→ **INSTRUCTIONS TO FOLLOW**: Please copy exactly the lines from the top of the data through the line containing "EntityId, kind: ItemKind", and nothing else.

##########

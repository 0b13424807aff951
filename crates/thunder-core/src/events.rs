//! Events emitted by the simulation for audio and UI feedback.

use serde::{Deserialize, Serialize};

use crate::components::EntityId;
use crate::enums::*;

/// Something noteworthy that happened during a tick. Drained into the snapshot.
#[derive(Debug, Clone, PartialEq, Serialize, Deserialize)]
#[serde(tag = "type")]
pub enum GameEvent {
    /// A rank-and-file or elite enemy entered the field.
    EnemySpawned { id: EntityId, class: EnemyClass },
    BossSpawned { id: EntityId },
    /// The spawner moved to a harder phase.
    PhaseAdvanced { phase: SpawnPhase },
    BossStageChanged { stage: BossStage },
    /// Points awarded for a destroyed enemy.
    ScoreAwarded { class: EnemyClass, points: u32 },
    ItemSpawned { id: EntityId, kind: ItemKind },
    ItemPickedUp { kind: ItemKind },
    /// A Clear pickup wiped the screen.
    ScreenCleared {
        bullets_removed: usize,
        enemies_removed: usize,
    },
    /// The player lost hit points.
    PlayerHit { damage: i32, hp: i32 },
    PlayerDefeated,
    BossDefeated,
}
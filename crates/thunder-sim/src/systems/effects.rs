//! Pickup effects and the clear-screen handler.

use thunder_core::components::{ClearScreen, CraftRole, Entity, ItemEffects};
use thunder_core::config::ItemConfig;
use thunder_core::enums::ItemKind;

/// Apply an item's player-side effect. Clear has none; the world handles it.
pub fn apply_item(kind: ItemKind, receiver: &mut dyn ItemEffects, config: &ItemConfig) {
    match kind {
        ItemKind::Heal => receiver.heal(config.heal_amount),
        ItemKind::Shield => receiver.grant_shield(config.shield_ticks),
        ItemKind::Power => receiver.grant_power(config.power_ticks, config.power_bonus_damage),
        ItemKind::Clear => {}
    }
}

/// Clear-screen handler over the active entity set for the current tick.
pub struct ScreenClearer<'a> {
    entities: &'a mut [Entity],
    window: &'a mut u32,
    pub bullets_removed: usize,
    pub enemies_removed: usize,
}

impl<'a> ScreenClearer<'a> {
    pub fn new(entities: &'a mut [Entity], window: &'a mut u32) -> Self {
        Self {
            entities,
            window,
            bullets_removed: 0,
            enemies_removed: 0,
        }
    }
}

impl ClearScreen for ScreenClearer<'_> {
    fn clear_enemy_bullets_now(&mut self) {
        for entity in self.entities.iter_mut() {
            if entity.is_alive() && entity.is_enemy_bullet() {
                entity.body.kill();
                self.bullets_removed += 1;
            }
        }
    }

    fn clear_normal_enemies(&mut self) {
        for entity in self.entities.iter_mut() {
            let normal = entity
                .craft()
                .is_some_and(|c| matches!(c.role, CraftRole::Normal));
            if entity.is_alive() && normal {
                // Removed without a kill, so no score.
                entity.body.kill();
                self.enemies_removed += 1;
            }
        }
    }

    fn start_clear_window(&mut self, ticks: u32) {
        *self.window = (*self.window).max(ticks);
    }
}

/// Run the full Clear pickup against a clear-screen handler.
pub fn clear_screen(handler: &mut dyn ClearScreen, config: &ItemConfig) {
    handler.clear_enemy_bullets_now();
    handler.clear_normal_enemies();
    handler.start_clear_window(config.clear_window_ticks);
}
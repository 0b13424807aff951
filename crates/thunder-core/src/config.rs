//! Simulation configuration.
//!
//! Every section falls back to its defaults when omitted from JSON, so a
//! config file only needs the values it overrides.

use serde::{Deserialize, Serialize};

use crate::constants::*;
use crate::error::ConfigError;
use crate::types::Playfield;

/// Configuration for starting a new simulation.
#[derive(Debug, Clone, PartialEq, Serialize, Deserialize)]
#[serde(default)]
pub struct SimConfig {
    /// RNG seed for determinism. Same seed = same simulation.
    pub seed: u64,
    pub playfield: Playfield,
    pub spawn: SpawnConfig,
    pub items: ItemConfig,
    pub player: PlayerConfig,
}

impl Default for SimConfig {
    fn default() -> Self {
        Self {
            seed: 42,
            playfield: Playfield::default(),
            spawn: SpawnConfig::default(),
            items: ItemConfig::default(),
            player: PlayerConfig::default(),
        }
    }
}

/// Enemy spawner tuning.
#[derive(Debug, Clone, PartialEq, Serialize, Deserialize)]
#[serde(default)]
pub struct SpawnConfig {
    pub normal_interval_ticks: u32,
    pub elite_interval_ticks: u32,
    /// Score at which the spawner enters the Elite phase.
    pub elite_score_threshold: u64,
    /// Score at which the spawner enters the Boss phase.
    pub boss_score_threshold: u64,
    /// Maximum concurrently alive enemies.
    pub enemy_ceiling: usize,
}

impl Default for SpawnConfig {
    fn default() -> Self {
        Self {
            normal_interval_ticks: DEFAULT_NORMAL_SPAWN_INTERVAL,
            elite_interval_ticks: DEFAULT_ELITE_SPAWN_INTERVAL,
            elite_score_threshold: DEFAULT_ELITE_SCORE_THRESHOLD,
            boss_score_threshold: DEFAULT_BOSS_SCORE_THRESHOLD,
            enemy_ceiling: DEFAULT_ENEMY_CEILING,
        }
    }
}

/// Pickup spawner and effect tuning.
#[derive(Debug, Clone, PartialEq, Serialize, Deserialize)]
#[serde(default)]
pub struct ItemConfig {
    pub min_interval_ticks: u32,
    pub max_interval_ticks: u32,
    pub lifetime_ticks: u32,
    pub heal_amount: i32,
    pub shield_ticks: u32,
    pub power_ticks: u32,
    pub power_bonus_damage: i32,
    pub clear_window_ticks: u32,
    /// Delay before the first item of a run.
    pub first_spawn_delay_ticks: u32,
}

impl Default for ItemConfig {
    fn default() -> Self {
        Self {
            min_interval_ticks: DEFAULT_ITEM_MIN_INTERVAL,
            max_interval_ticks: DEFAULT_ITEM_MAX_INTERVAL,
            lifetime_ticks: DEFAULT_ITEM_LIFETIME,
            heal_amount: DEFAULT_HEAL_AMOUNT,
            shield_ticks: DEFAULT_SHIELD_TICKS,
            power_ticks: DEFAULT_POWER_TICKS,
            power_bonus_damage: DEFAULT_POWER_BONUS,
            clear_window_ticks: DEFAULT_CLEAR_WINDOW,
            first_spawn_delay_ticks: 0,
        }
    }
}

/// Player craft tuning.
#[derive(Debug, Clone, PartialEq, Serialize, Deserialize)]
#[serde(default)]
pub struct PlayerConfig {
    pub hp: i32,
    pub max_hp: i32,
    pub speed: f64,
    pub fire_interval_ticks: u32,
    pub damage_cooldown_ticks: u32,
}

impl Default for PlayerConfig {
    fn default() -> Self {
        Self {
            hp: DEFAULT_PLAYER_HP,
            max_hp: DEFAULT_PLAYER_MAX_HP,
            speed: DEFAULT_PLAYER_SPEED,
            fire_interval_ticks: DEFAULT_PLAYER_FIRE_INTERVAL,
            damage_cooldown_ticks: DEFAULT_PLAYER_DAMAGE_COOLDOWN,
        }
    }
}

impl SimConfig {
    /// Parse a JSON document and validate it.
    pub fn from_json_str(json: &str) -> Result<Self, ConfigError> {
        let config: SimConfig = serde_json::from_str(json)?;
        config.validate()?;
        Ok(config)
    }

    /// Reject configurations the simulation cannot run with.
    pub fn validate(&self) -> Result<(), ConfigError> {
        validate_playfield(&self.playfield)?;

        let spawn = &self.spawn;
        if spawn.enemy_ceiling == 0 {
            return Err(ConfigError::ZeroEnemyCeiling);
        }
        if spawn.normal_interval_ticks == 0 {
            return Err(ConfigError::ZeroSpawnInterval {
                field: "normal_interval_ticks",
            });
        }
        if spawn.elite_interval_ticks == 0 {
            return Err(ConfigError::ZeroSpawnInterval {
                field: "elite_interval_ticks",
            });
        }
        if spawn.elite_score_threshold >= spawn.boss_score_threshold {
            return Err(ConfigError::ThresholdsNotAscending {
                elite: spawn.elite_score_threshold,
                boss: spawn.boss_score_threshold,
            });
        }

        let items = &self.items;
        if items.min_interval_ticks == 0 || items.min_interval_ticks > items.max_interval_ticks {
            return Err(ConfigError::InvalidItemInterval {
                min: items.min_interval_ticks,
                max: items.max_interval_ticks,
            });
        }
        if items.lifetime_ticks == 0 {
            return Err(ConfigError::ZeroItemLifetime);
        }
        // Healing past the cap is never visible, so the cap bounds the amount.
        if !(0..=self.player.max_hp).contains(&items.heal_amount) {
            return Err(out_of_range(
                "heal_amount",
                f64::from(items.heal_amount),
                0.0,
                f64::from(self.player.max_hp.max(0)),
            ));
        }
        if !(0..=MAX_POWER_BONUS).contains(&items.power_bonus_damage) {
            return Err(out_of_range(
                "power_bonus_damage",
                f64::from(items.power_bonus_damage),
                0.0,
                f64::from(MAX_POWER_BONUS),
            ));
        }

        let player = &self.player;
        if player.hp <= 0 || player.max_hp < player.hp {
            return Err(ConfigError::InvalidPlayerHp {
                hp: player.hp,
                max_hp: player.max_hp,
            });
        }
        if !player.speed.is_finite() || player.speed <= 0.0 {
            return Err(out_of_range("player.speed", player.speed, f64::MIN_POSITIVE, f64::MAX));
        }
        if player.fire_interval_ticks == 0 {
            return Err(ConfigError::ZeroSpawnInterval {
                field: "fire_interval_ticks",
            });
        }

        Ok(())
    }
}

/// Check a playfield size, used both for config and for resize commands.
pub fn validate_playfield(field: &Playfield) -> Result<(), ConfigError> {
    let ok = |v: f64| v.is_finite() && v > 0.0;
    if ok(field.width) && ok(field.height) {
        Ok(())
    } else {
        Err(ConfigError::InvalidPlayfield {
            width: field.width,
            height: field.height,
        })
    }
}

fn out_of_range(field: &'static str, value: f64, min: f64, max: f64) -> ConfigError {
    ConfigError::OutOfRange {
        field,
        value,
        min,
        max,
    }
}
//! `%Field%` placeholder templates for formatting work items, pull requests
//! and code reviews.

use chrono::{DateTime, Utc};
use regex::{Captures, Regex};
use std::sync::LazyLock;

use crate::tfs::{CodeReview, PullRequest, WorkItem};

static PLACEHOLDER: LazyLock<Regex> = LazyLock::new(|| {
  Regex::new(r"%([A-Za-z_][A-Za-z0-9_]*)%").expect("placeholder pattern is valid")
});

/// Timestamp format used when a date field is substituted
const DATE_FORMAT: &str = "%Y-%m-%d %H:%M";

/// A named field readable from `T`.
pub struct Field<T> {
  pub name: &'static str,
  pub get: fn(&T) -> String,
}

/// Types whose fields can be referenced from a template.
pub trait FieldSource: Sized + 'static {
  const FIELDS: &'static [Field<Self>];

  /// Value of the field called `name`, ignoring case.
  fn field(&self, name: &str) -> Option<String> {
    Self::FIELDS
      .iter()
      .find(|f| f.name.eq_ignore_ascii_case(name))
      .map(|f| (f.get)(self))
  }
}

/// Replace every `%Name%` in `template` with the matching field of `source`.
///
/// Unknown names are left as written.
pub fn resolve_parameters<T: FieldSource>(template: &str, source: &T) -> String {
  PLACEHOLDER
    .replace_all(template, |caps: &Captures| {
      source
        .field(&caps[1])
        .unwrap_or_else(|| caps[0].to_string())
    })
    .into_owned()
}

fn date(value: &Option<DateTime<Utc>>) -> String {
  value
    .map(|d| d.format(DATE_FORMAT).to_string())
    .unwrap_or_default()
}

impl FieldSource for WorkItem {
  const FIELDS: &'static [Field<Self>] = &[
    Field { name: "Id", get: |w| w.id.to_string() },
    Field { name: "Title", get: |w| w.title.clone() },
    Field { name: "WorkItemType", get: |w| w.work_item_type.clone() },
    Field { name: "State", get: |w| w.state.clone() },
    Field { name: "AssignedTo", get: |w| w.assigned_to.clone() },
    Field { name: "Priority", get: |w| w.priority.clone() },
    Field { name: "AreaPath", get: |w| w.area_path.clone() },
    Field { name: "IterationPath", get: |w| w.iteration_path.clone() },
    Field { name: "CreatedDate", get: |w| date(&w.created_date) },
    Field { name: "ChangedDate", get: |w| date(&w.changed_date) },
    Field { name: "Url", get: |w| w.url.clone() },
  ];
}

impl FieldSource for PullRequest {
  const FIELDS: &'static [Field<Self>] = &[
    Field { name: "Id", get: |p| p.id.to_string() },
    Field { name: "Title", get: |p| p.title.clone() },
    Field { name: "Repository", get: |p| p.repository.clone() },
    Field { name: "SourceBranch", get: |p| p.source_branch.clone() },
    Field { name: "TargetBranch", get: |p| p.target_branch.clone() },
    Field { name: "CreatedBy", get: |p| p.created_by.clone() },
    Field { name: "CreatedDate", get: |p| date(&p.created_date) },
    Field { name: "Status", get: |p| p.status.clone() },
    Field { name: "IsDraft", get: |p| p.is_draft.to_string() },
    Field { name: "Url", get: |p| p.url.clone() },
  ];
}

impl FieldSource for CodeReview {
  const FIELDS: &'static [Field<Self>] = &[
    Field { name: "Id", get: |c| c.id.to_string() },
    Field { name: "Title", get: |c| c.title.clone() },
    Field { name: "RequestedBy", get: |c| c.requested_by.clone() },
    Field { name: "Status", get: |c| c.status.clone() },
    Field { name: "ProjectName", get: |c| c.project_name.clone() },
    Field { name: "AreaPath", get: |c| c.area_path.clone() },
    Field { name: "CreatedDate", get: |c| date(&c.created_date) },
    Field { name: "ChangedDate", get: |c| date(&c.changed_date) },
    Field { name: "Url", get: |c| c.url.clone() },
  ];
}
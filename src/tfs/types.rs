use chrono::{DateTime, Utc};
use serde::{Deserialize, Serialize};

/// Label used when the server does not say what it is
pub const DEFAULT_SERVER_VERSION: &str = "TFS/Azure DevOps";

/// Display name used when the server does not report the signed-in identity
pub const UNKNOWN_USER: &str = "Unknown";

/// What the caller hands to `connect`
#[derive(Debug, Clone, Default, PartialEq, Eq)]
pub struct Credentials {
  pub server_url: String,
  pub use_windows_authentication: bool,
  pub personal_access_token: Option<String>,
  pub domain: Option<String>,
  pub username: Option<String>,
}

/// Authentication material selected from `Credentials`
#[derive(Clone, PartialEq, Eq)]
pub enum AuthMaterial {
  /// Integrated (Windows) authentication
  Integrated {
    domain: Option<String>,
    username: Option<String>,
  },
  /// Personal access token sent as HTTP basic auth
  Token(String),
}

impl std::fmt::Debug for AuthMaterial {
  fn fmt(&self, f: &mut std::fmt::Formatter<'_>) -> std::fmt::Result {
    match self {
      AuthMaterial::Integrated { domain, username } => f
        .debug_struct("Integrated")
        .field("domain", domain)
        .field("username", username)
        .finish(),
      AuthMaterial::Token(_) => f.write_str("Token(***)"),
    }
  }
}

impl Credentials {
  /// Pick the authentication to use: integrated if requested, else a token if
  /// one is present. `None` means nothing usable was supplied.
  pub fn auth_material(&self) -> Option<AuthMaterial> {
    if self.use_windows_authentication {
      return Some(AuthMaterial::Integrated {
        domain: self.domain.clone(),
        username: self.username.clone(),
      });
    }

    self
      .personal_access_token
      .as_deref()
      .map(str::trim)
      .filter(|t| !t.is_empty())
      .map(|t| AuthMaterial::Token(t.to_string()))
  }
}

/// Outcome of a connection attempt
#[derive(Debug, Clone, PartialEq, Eq)]
pub struct ConnectionResult {
  pub success: bool,
  pub authenticated_user: Option<String>,
  pub server_version: Option<String>,
  pub error_message: Option<String>,
  pub timestamp: DateTime<Utc>,
}

impl ConnectionResult {
  pub fn success(server_version: impl Into<String>, authenticated_user: impl Into<String>) -> Self {
    Self {
      success: true,
      authenticated_user: Some(authenticated_user.into()),
      server_version: Some(server_version.into()),
      error_message: None,
      timestamp: Utc::now(),
    }
  }

  pub fn failure(error_message: impl Into<String>) -> Self {
    Self {
      success: false,
      authenticated_user: None,
      server_version: None,
      error_message: Some(error_message.into()),
      timestamp: Utc::now(),
    }
  }
}

/// Work item assigned to the current user
#[derive(Debug, Clone, PartialEq, Serialize, Deserialize)]
pub struct WorkItem {
  pub id: u64,
  pub title: String,
  pub work_item_type: String,
  pub state: String,
  pub assigned_to: String,
  pub priority: String,
  pub area_path: String,
  pub iteration_path: String,
  pub created_date: Option<DateTime<Utc>>,
  pub changed_date: Option<DateTime<Utc>>,
  /// Link into the web UI
  pub url: String,
}

/// Active pull request the current user is reviewing
#[derive(Debug, Clone, PartialEq, Serialize, Deserialize)]
pub struct PullRequest {
  pub id: u64,
  pub title: String,
  pub repository: String,
  pub source_branch: String,
  pub target_branch: String,
  pub created_by: String,
  pub created_date: Option<DateTime<Utc>>,
  pub status: String,
  pub is_draft: bool,
  /// Link into the web UI
  pub url: String,
}

/// Code review response assigned to the current user
#[derive(Debug, Clone, PartialEq, Serialize, Deserialize)]
pub struct CodeReview {
  pub id: u64,
  pub title: String,
  pub requested_by: String,
  pub status: String,
  pub project_name: String,
  pub area_path: String,
  pub created_date: Option<DateTime<Utc>>,
  pub changed_date: Option<DateTime<Utc>>,
  /// Link into the web UI
  pub url: String,
}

##########

→ **TASK RESULT**:
repository 0b13424807aff951
filename crates/thunder-core/src/events.rs
//! Events emitted by the simulation for audio and UI feedback.

use serde::{Deserialize, Serialize};

use crate::components::EntityId;
use crate::enums::*;

/// Something noteworthy that happened during a tick. Drained into the snapshot.
#[derive(Debug, Clone, PartialEq, Serialize, Deserialize)]
#[serde(tag = "type")]
pub enum GameEvent {
    /// A rank-and-file or elite enemy entered the field.
    EnemySpawned { id: EntityId, class: EnemyClass },
    BossSpawned { id: EntityId },
    /// The spawner moved to a harder phase.
    PhaseAdvanced { phase: SpawnPhase },
    BossStageChanged { stage: BossStage },
    /// Points awarded for a destroyed enemy.
    ScoreAwarded { class: EnemyClass, points: u32 },
    ItemSpawned { id: EntityId, kind: ItemKind },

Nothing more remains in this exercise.